Requirement: Only one stretch of the data below is needed. Output the lines from the one with "let headers = response.headers_mut();" up to and including the one with "use tower::ServiceExt; // for oneshot", exactly as they stand.

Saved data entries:
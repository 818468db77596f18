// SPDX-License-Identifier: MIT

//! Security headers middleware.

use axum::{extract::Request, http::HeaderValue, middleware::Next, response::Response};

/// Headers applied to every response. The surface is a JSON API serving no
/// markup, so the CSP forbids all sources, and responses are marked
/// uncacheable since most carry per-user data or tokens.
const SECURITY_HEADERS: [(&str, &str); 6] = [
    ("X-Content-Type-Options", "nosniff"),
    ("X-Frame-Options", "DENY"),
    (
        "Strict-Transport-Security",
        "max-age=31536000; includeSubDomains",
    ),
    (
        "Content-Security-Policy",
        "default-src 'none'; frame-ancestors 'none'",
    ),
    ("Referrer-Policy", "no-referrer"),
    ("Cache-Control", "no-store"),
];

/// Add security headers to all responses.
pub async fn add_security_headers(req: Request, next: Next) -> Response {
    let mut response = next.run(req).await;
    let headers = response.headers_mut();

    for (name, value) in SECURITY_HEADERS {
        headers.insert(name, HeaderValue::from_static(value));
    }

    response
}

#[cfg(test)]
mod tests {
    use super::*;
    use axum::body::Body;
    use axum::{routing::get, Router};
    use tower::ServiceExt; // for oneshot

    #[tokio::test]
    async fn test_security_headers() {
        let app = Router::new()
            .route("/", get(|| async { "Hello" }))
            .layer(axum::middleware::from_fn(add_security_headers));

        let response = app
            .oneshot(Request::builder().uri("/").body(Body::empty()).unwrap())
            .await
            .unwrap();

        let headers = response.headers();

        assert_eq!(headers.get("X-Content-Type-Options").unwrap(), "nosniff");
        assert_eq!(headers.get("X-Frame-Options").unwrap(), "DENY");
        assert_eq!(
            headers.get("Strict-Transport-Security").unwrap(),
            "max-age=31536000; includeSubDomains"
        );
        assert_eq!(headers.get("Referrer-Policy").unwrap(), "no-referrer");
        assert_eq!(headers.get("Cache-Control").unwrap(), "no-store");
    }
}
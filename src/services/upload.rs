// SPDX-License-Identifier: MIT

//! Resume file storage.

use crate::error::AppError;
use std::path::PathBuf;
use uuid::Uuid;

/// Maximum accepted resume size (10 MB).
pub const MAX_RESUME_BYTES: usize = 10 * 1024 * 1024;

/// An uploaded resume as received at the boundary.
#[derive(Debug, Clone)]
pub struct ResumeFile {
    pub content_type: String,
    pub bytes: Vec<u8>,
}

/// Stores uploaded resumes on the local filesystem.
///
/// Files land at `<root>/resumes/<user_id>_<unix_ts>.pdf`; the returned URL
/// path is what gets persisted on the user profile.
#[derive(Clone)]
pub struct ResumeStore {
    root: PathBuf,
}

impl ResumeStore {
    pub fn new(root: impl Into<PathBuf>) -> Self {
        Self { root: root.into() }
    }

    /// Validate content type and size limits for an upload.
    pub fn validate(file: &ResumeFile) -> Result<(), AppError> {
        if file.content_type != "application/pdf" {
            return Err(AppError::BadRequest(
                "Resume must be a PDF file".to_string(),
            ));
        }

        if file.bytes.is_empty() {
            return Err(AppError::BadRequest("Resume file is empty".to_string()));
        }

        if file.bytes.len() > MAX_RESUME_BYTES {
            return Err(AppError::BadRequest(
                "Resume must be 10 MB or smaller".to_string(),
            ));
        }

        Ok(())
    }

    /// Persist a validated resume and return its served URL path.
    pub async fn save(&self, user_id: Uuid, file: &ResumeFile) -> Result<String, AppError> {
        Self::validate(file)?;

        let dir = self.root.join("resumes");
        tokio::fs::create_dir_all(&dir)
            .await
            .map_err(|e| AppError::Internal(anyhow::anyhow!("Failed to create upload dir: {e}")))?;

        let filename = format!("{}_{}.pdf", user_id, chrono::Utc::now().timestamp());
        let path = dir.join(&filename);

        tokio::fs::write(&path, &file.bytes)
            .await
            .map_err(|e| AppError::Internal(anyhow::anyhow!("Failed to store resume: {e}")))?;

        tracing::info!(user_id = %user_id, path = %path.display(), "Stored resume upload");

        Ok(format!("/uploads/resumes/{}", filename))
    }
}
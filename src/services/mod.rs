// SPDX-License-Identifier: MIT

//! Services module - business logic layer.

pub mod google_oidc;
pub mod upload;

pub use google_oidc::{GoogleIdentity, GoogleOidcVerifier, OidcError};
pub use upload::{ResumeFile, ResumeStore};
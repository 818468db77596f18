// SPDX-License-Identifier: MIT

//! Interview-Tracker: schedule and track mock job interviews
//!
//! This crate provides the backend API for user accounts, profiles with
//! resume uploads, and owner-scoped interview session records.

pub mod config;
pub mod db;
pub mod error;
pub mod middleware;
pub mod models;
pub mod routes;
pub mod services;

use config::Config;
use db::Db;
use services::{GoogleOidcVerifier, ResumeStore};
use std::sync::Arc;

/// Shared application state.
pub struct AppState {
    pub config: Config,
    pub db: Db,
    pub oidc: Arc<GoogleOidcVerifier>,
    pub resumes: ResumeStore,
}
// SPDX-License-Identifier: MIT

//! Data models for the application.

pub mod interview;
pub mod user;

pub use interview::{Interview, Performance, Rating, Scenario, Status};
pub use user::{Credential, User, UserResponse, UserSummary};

Exercise answer:
    let headers = response.headers_mut();

    for (name, value) in SECURITY_HEADERS {
        headers.insert(name, HeaderValue::from_static(value));
    }

    response
}

#[cfg(test)]
mod tests {
    use super::*;
    use axum::body::Body;
    use axum::{routing::get, Router};
    use tower::ServiceExt; // for oneshot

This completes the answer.